Reunidos em torno de uma paixão comum pelo gamão, centenas de israelenses e palestinos se enfrentam neste jogo de tabuleiro popular no Oriente Médio, durante um raro momento de partilha e bom humor em uma Jerusalém dividida.

Os participantes jogam debaixo de uma grande tenda, ao som de um show de música árabe e entre pratos cheios de fatias de melancia, copos de cerveja e o vapor de narguilés.

Aboud, um palestino de Belém, na Cisjordânia ocupada, “há anos” não passava momentos como os desta quarta-feira.

“Lembro quando passava as noites aqui em Israel, em Tel Aviv ou em Haifa. Tinha amigos israelenses que vinham me visitar em Belém, e comíamos hummus ou falafel”, conta com nostalgia este comerciante palestino cristão que aparenta ter 50 anos e não quis dar seu sobrenome.

Na frente dele está sentado Baroukh Meiri, um judeu aposentado originário do Iraque, que está feliz de poder falar em árabe, sua língua materna.

“Este ambiente, a música, o idioma, o jogo, é tudo o que sonho” para Israel, diz o septuagenário.

Aboud e Baroukh não se encontrariam sem este torneio. O gamão serviu de pretexto para voltar no tempo e saborear novamente a sensação de “viver juntos” que eles conheceram, um no seu Iraque nativo, e o outro antes da construção do muro entre Israel e Cisjordânia, dos atentados e da desconfiança mútua.

‘Jerusalém Dupla’

Jerusalém é o coração do conflito israel-palestino.

Israel anexou a parte palestina da cidade e proclamou toda Jerusalém sua capital indivisível.
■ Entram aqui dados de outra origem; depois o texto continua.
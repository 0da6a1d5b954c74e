use chrono::NaiveDate;
use tracing::debug;

use crate::models::{BookAppointmentRequest, TimeSlot};

/// Tag attached to each slots fetch. Monotonically increasing; a response is
/// applied only if it still carries the current token, so a fetch superseded
/// by a later date selection can never overwrite fresher state.
pub type RequestToken = u64;

#[derive(Debug, Clone, Copy, PartialEq, Eq)]
pub enum WorkflowPhase {
    /// No date chosen yet (also the state after a doctor change).
    NoDate,
    /// A date was chosen; the slots fetch is in flight.
    LoadingSlots,
    /// Slots for the current date are on screen.
    SlotsReady,
    /// The slots fetch failed; the list stays empty.
    SlotsError,
    /// The booking request is in flight.
    Submitting,
    /// The booking succeeded; the form has been cleared.
    Booked,
}

/// Reasons a date is refused at the input boundary, before any fetch.
#[derive(Debug, Clone, Copy, PartialEq, Eq)]
pub enum DateRejection {
    InPast,
}

/// The booking workflow of one doctor panel.
///
/// Invariant: `selected` only ever indexes into `slots`, and `slots` always
/// belongs to `date`. Changing the date clears both synchronously, before
/// the new fetch resolves, so a booking can never target stale data.
#[derive(Debug, Clone)]
pub struct BookingWorkflow {
    phase: WorkflowPhase,
    generation: RequestToken,
    date: Option<NaiveDate>,
    slots: Vec<TimeSlot>,
    selected: Option<usize>,
    patient_name: String,
    error: Option<String>,
    success: Option<String>,
}

impl Default for BookingWorkflow {
    fn default() -> Self {
        Self::new()
    }
}

impl BookingWorkflow {
    pub fn new() -> Self {
        Self {
            phase: WorkflowPhase::NoDate,
            generation: 0,
            date: None,
            slots: Vec::new(),
            selected: None,
            patient_name: String::new(),
            error: None,
            success: None,
        }
    }

    pub fn phase(&self) -> WorkflowPhase {
        self.phase
    }

    pub fn date(&self) -> Option<NaiveDate> {
        self.date
    }

    pub fn slots(&self) -> &[TimeSlot] {
        &self.slots
    }

    pub fn selected_index(&self) -> Option<usize> {
        self.selected
    }

    pub fn selected_slot(&self) -> Option<&TimeSlot> {
        self.selected.and_then(|index| self.slots.get(index))
    }

    pub fn patient_name(&self) -> &str {
        &self.patient_name
    }

    pub fn set_patient_name(&mut self, name: impl Into<String>) {
        self.patient_name = name.into();
    }

    pub fn error(&self) -> Option<&str> {
        self.error.as_deref()
    }

    pub fn success(&self) -> Option<&str> {
        self.success.as_deref()
    }

    pub fn dismiss_notices(&mut self) {
        self.error = None;
        self.success = None;
    }

    /// True while a network call is in flight and the panel shows a busy
    /// indicator.
    pub fn is_busy(&self) -> bool {
        matches!(
            self.phase,
            WorkflowPhase::LoadingSlots | WorkflowPhase::Submitting
        )
    }

    /// Choose a date. Past dates are refused here, at the input boundary —
    /// no server round trip. On acceptance the previous slot list and slot
    /// selection are cleared immediately and a fresh token is issued for the
    /// fetch the caller is about to start.
    pub fn select_date(
        &mut self,
        date: NaiveDate,
        today: NaiveDate,
    ) -> Result<RequestToken, DateRejection> {
        if date < today {
            return Err(DateRejection::InPast);
        }

        self.date = Some(date);
        self.slots.clear();
        self.selected = None;
        self.error = None;
        self.success = None;
        self.phase = WorkflowPhase::LoadingSlots;
        self.generation += 1;
        debug!("Date {} selected, slots fetch generation {}", date, self.generation);
        Ok(self.generation)
    }

    /// Clear the date field: back to `NoDate` with nothing to book.
    pub fn clear_date(&mut self) {
        self.date = None;
        self.slots.clear();
        self.selected = None;
        self.phase = WorkflowPhase::NoDate;
    }

    /// Apply a successful slots response. Returns `false` (and changes
    /// nothing) if the token is stale.
    pub fn slots_loaded(&mut self, token: RequestToken, slots: Vec<TimeSlot>) -> bool {
        if token != self.generation || self.phase != WorkflowPhase::LoadingSlots {
            debug!("Discarding stale slots response (token {})", token);
            return false;
        }
        self.slots = slots;
        self.selected = None;
        self.phase = WorkflowPhase::SlotsReady;
        true
    }

    /// Apply a failed slots response. Same staleness rule as `slots_loaded`.
    pub fn slots_failed(&mut self, token: RequestToken, message: String) -> bool {
        if token != self.generation || self.phase != WorkflowPhase::LoadingSlots {
            debug!("Discarding stale slots failure (token {})", token);
            return false;
        }
        self.slots.clear();
        self.selected = None;
        self.error = Some(message);
        self.phase = WorkflowPhase::SlotsError;
        true
    }

    /// Select one slot by its position in the current list. Valid only in
    /// `SlotsReady` and only for a member of the list — the selection set is
    /// exactly the fetched list. Exactly one slot is selected at a time.
    pub fn select_slot(&mut self, index: usize) -> bool {
        if self.phase != WorkflowPhase::SlotsReady || index >= self.slots.len() {
            return false;
        }
        self.selected = Some(index);
        true
    }

    /// Enabling condition for the submit action: date and slot selected,
    /// patient name non-empty, nothing in flight. A disabled submit is not an
    /// error, the action is simply unavailable.
    pub fn can_submit(&self) -> bool {
        self.phase == WorkflowPhase::SlotsReady
            && self.date.is_some()
            && self.selected_slot().is_some()
            && !self.patient_name.trim().is_empty()
    }

    /// Enter `Submitting` and build the request body for the caller to send.
    /// Returns `None` when the enabling condition does not hold.
    pub fn begin_submit(&mut self, doctor_id: &str) -> Option<BookAppointmentRequest> {
        if !self.can_submit() {
            return None;
        }
        let slot = *self.selected_slot()?;
        let date = self.date?;

        self.error = None;
        self.success = None;
        self.phase = WorkflowPhase::Submitting;
        Some(BookAppointmentRequest {
            doctor_id: doctor_id.to_string(),
            patient_name: self.patient_name.trim().to_string(),
            date,
            start_time: slot.start,
            end_time: slot.end,
        })
    }

    /// The booking went through: clear patient name, date, slot and slot
    /// list, and show the success notice.
    pub fn booking_succeeded(&mut self) {
        self.patient_name.clear();
        self.date = None;
        self.slots.clear();
        self.selected = None;
        self.error = None;
        self.success = Some("Appointment booked successfully!".to_string());
        self.phase = WorkflowPhase::Booked;
    }

    /// The booking was refused. The message already names the suggested
    /// alternative when the service proposed one. Everything else stays as it
    /// was before submission so the user can re-select and try again.
    pub fn booking_failed(&mut self, message: String) {
        self.error = Some(message);
        self.success = None;
        self.phase = WorkflowPhase::SlotsReady;
    }

    /// A different doctor was picked in the directory: drop everything tied
    /// to the previous doctor's slots. The patient name survives, it is not
    /// doctor-specific. Stale in-flight fetches die via the bumped token.
    pub fn reset_for_doctor(&mut self) {
        self.date = None;
        self.slots.clear();
        self.selected = None;
        self.error = None;
        self.success = None;
        self.generation += 1;
        self.phase = WorkflowPhase::NoDate;
    }
}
A ONU condena a anexação. Os palestinos também querem converter Jerusalém Oriental na capital do seu futuro Estado.

Há muito pessimismo de que se consiga chegar a uma solução para o conflito. Enquanto isso, israelenses e palestinos vivem lado a lado em Jerusalém, com o mínimo possível de interação e em meio a fortes tensões.

Um grupo de jovens ativistas israelenses e palestinos decidiu recorrer a um dos jogos mais antigos do mundo para restabelecer um vínculo entre as duas comunidades.

Os participantes se desafiam para ver quem será o primeiro a retirar as fichas do tabuleiro, durante quatro noites ao ar livre na parte árabe ou judia da cidade, em casas de particulares ou em lugares públicos, e sem nenhum policial por perto.

A iniciativa ‘Jerusalém Dupla’, em referência ao termo usado no gamão quando se obtém dois números iguais ao lançar os dois dados, se converteu em uma atração.

Em volta das mesas se aglomeram palestinas com véus, judeus ultraortodoxos com quipás pretos, jovens de bairros árabes e um monte de crianças agitadas.

“Para muitos, é o máximo de interação que podem ter com um árabe ou com um judeu”, afirma um dos organizadores do evento, o israelense Zaki Djamal.

Debates intermináveis

“Na primeira noite, éramos 150. Na segunda, ainda mais, com um novo perfil de participantes: aqueles que conheceram os bons e velhos tempos, quando Jerusalém era um fervedouro de judeus, muçulmanos e cristãos”, declara Mahmoud Al Rafai, um dos organizadores palestinos.

O sucesso da ‘Jerusalém Dupla’ demonstra que a realidade não é preto e branco, ao contrário das fichas do gamão. “A situação não é como os políticos tentam nos vender”, afirma Al Rafai.

Em árabe e em hebraico, o jogo se chama “shesh besh”, uma mistura de turco e persa para dizer “seis” e “cinco”. Os homens costumam se juntar para jogá-lo nas cafeterias de Ramallah ou de Tel Aviv.

Os organizadores do torneio descobriram que os palestinos jogam uma variante do gamão, chamada “mahboussa”, desconhecida para o público judeu.

Quando as fichas enfileiradas atingem a borda do tabuleiro, os israelenses as retiram, enquanto os palestinos as acumulam, para complicar o jogo.

Esta diferença faz com que Aboud e Baroukh se envolvam em debates intermináveis. Um ativista se oferece como mediador, e os dois homens caem na gargalhada.

Para Zaki Djamal, “há algo no gamão que traz pessoas muito diferentes para cá, não apenas os ativistas da paz habituais, mas as pessoas que não querem falar de política”.